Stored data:
☆ ☆ ☆ ☆ ☆ ☆ ☆

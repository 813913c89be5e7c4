use sea_orm::Database;
use sea_orm_migration::prelude::*;

const DEFAULT_DATABASE_URL: &str = "sqlite:./netspend.db?mode=rwc";

#[tokio::main]
async fn main() -> Result<(), Box<dyn std::error::Error + Send + Sync>> {
    let mut args = std::env::args().skip(1);
    let cmd = args.next().unwrap_or_else(|| "up".to_string());
    // `down` rolls back a single migration unless a step count is given.
    let steps = match args.next() {
        Some(raw) => Some(raw.parse::<u32>()?),
        None => None,
    };

    let db_url =
        std::env::var("DATABASE_URL").unwrap_or_else(|_| DEFAULT_DATABASE_URL.to_string());
    let db = Database::connect(&db_url).await?;

    match cmd.as_str() {
        "up" => migration::Migrator::up(&db, steps).await?,
        "down" => migration::Migrator::down(&db, Some(steps.unwrap_or(1))).await?,
        "refresh" => migration::Migrator::refresh(&db).await?,
        "fresh" => migration::Migrator::fresh(&db).await?,
        "status" => migration::Migrator::status(&db).await?,
        _ => {
            eprintln!("Usage: cargo run -p migration -- [up [n]|down [n]|refresh|fresh|status]");
            std::process::exit(2);
        }
    }

    Ok(())
}
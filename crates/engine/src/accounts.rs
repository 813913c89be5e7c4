//! Accounts owned by a family.

use sea_orm::entity::prelude::*;
use serde::{Deserialize, Serialize};

use crate::EngineError;

#[derive(Clone, Copy, Debug, PartialEq, Eq, Serialize, Deserialize)]
#[serde(rename_all = "snake_case")]
pub enum AccountStatus {
    Draft,
    Active,
    Disabled,
    PendingDeletion,
}

impl AccountStatus {
    pub fn as_str(self) -> &'static str {
        match self {
            Self::Draft => "draft",
            Self::Active => "active",
            Self::Disabled => "disabled",
            Self::PendingDeletion => "pending_deletion",
        }
    }

    /// Statuses whose entries can be proposed as offset candidates.
    pub const MATCHABLE: [AccountStatus; 2] = [Self::Draft, Self::Active];
}

impl TryFrom<&str> for AccountStatus {
    type Error = EngineError;

    fn try_from(value: &str) -> Result<Self, Self::Error> {
        match value {
            "draft" => Ok(Self::Draft),
            "active" => Ok(Self::Active),
            "disabled" => Ok(Self::Disabled),
            "pending_deletion" => Ok(Self::PendingDeletion),
            other => Err(EngineError::InvalidStatus(format!(
                "invalid account status: {other}"
            ))),
        }
    }
}

#[derive(Clone, Debug, PartialEq, Eq, DeriveEntityModel)]
#[sea_orm(table_name = "accounts")]
pub struct Model {
    #[sea_orm(primary_key, auto_increment = false)]
    pub id: Uuid,
    pub family_id: Uuid,
    pub name: String,
    pub currency: String,
    pub status: String,
    /// Denormalized balance, rewritten by the resync worker.
    pub balance_minor: i64,
}

#[derive(Copy, Clone, Debug, EnumIter, DeriveRelation)]
pub enum Relation {
    #[sea_orm(
        belongs_to = "super::families::Entity",
        from = "Column::FamilyId",
        to = "super::families::Column::Id",
        on_update = "NoAction",
        on_delete = "Cascade"
    )]
    Family,
    #[sea_orm(has_many = "super::entries::Entity")]
    Entries,
}

impl Related<super::families::Entity> for Entity {
    fn to() -> RelationDef {
        Relation::Family.def()
    }
}

impl Related<super::entries::Entity> for Entity {
    fn to() -> RelationDef {
        Relation::Entries.def()
    }
}

impl ActiveModelBehavior for ActiveModel {}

☆ ☆ ☆ ☆ ☆ ☆ ☆

Problem requirements: Within the entries, determine the count of lines containing the string "PendingDeletion" and output it alone.

Finished exercise: 3